* _What to work on_:
Transcribe each entry so that it matches the original exactly.

* _Provided information_:

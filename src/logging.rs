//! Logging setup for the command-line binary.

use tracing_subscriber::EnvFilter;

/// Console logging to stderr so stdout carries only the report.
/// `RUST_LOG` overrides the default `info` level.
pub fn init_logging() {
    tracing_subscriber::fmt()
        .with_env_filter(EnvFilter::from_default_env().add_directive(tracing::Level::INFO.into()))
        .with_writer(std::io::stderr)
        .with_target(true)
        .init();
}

* _Response to this task_:
filename src/logging.rs
//! Logging setup for the command-line binary.

use tracing_subscriber::EnvFilter;

/// Console logging to stderr so stdout carries only the report.
/// `RUST_LOG` overrides the default `info` level.
pub fn init_logging() {
    tracing_subscriber::fmt()
        .with_env_filter(EnvFilter::from_default_env().add_directive(tracing::Level::INFO.into()))
        .with_writer(std::io::stderr)
        .with_target(true)
        .init();
}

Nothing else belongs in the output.